Your assignment >> A single number is the answer: the count of lines in the records that hold the word "page".

Source material >>
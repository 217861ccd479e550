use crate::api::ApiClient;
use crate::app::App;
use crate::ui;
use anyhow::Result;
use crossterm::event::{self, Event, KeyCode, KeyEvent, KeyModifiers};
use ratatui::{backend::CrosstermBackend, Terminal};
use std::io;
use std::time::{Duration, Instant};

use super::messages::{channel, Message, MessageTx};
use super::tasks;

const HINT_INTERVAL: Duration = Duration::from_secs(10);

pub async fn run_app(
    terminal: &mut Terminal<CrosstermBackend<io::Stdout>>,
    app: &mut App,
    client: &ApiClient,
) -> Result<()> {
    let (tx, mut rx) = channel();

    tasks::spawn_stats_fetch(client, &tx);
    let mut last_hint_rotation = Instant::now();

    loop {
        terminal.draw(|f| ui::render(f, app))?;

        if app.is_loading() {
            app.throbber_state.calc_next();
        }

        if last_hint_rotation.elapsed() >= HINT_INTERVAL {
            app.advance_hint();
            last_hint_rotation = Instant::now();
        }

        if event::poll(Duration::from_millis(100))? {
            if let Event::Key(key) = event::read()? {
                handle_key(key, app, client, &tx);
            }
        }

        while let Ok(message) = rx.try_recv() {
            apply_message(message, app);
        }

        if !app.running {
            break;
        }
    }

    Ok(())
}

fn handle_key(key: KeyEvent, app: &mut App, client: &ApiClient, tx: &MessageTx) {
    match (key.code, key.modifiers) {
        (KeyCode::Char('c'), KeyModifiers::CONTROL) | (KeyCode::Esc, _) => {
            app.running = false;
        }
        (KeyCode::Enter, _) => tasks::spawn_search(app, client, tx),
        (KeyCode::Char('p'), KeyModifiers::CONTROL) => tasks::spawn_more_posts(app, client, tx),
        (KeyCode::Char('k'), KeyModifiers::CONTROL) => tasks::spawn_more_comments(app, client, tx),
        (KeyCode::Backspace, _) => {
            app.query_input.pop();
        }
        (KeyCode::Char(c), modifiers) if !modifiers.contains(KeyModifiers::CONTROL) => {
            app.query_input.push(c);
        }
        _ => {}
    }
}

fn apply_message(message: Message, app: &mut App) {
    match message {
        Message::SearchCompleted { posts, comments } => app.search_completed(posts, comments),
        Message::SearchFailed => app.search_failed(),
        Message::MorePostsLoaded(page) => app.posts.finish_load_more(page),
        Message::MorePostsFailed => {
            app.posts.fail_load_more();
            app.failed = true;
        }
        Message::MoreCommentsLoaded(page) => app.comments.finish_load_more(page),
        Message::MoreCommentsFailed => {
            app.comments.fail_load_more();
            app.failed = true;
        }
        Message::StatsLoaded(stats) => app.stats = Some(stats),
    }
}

Exercise output >> 2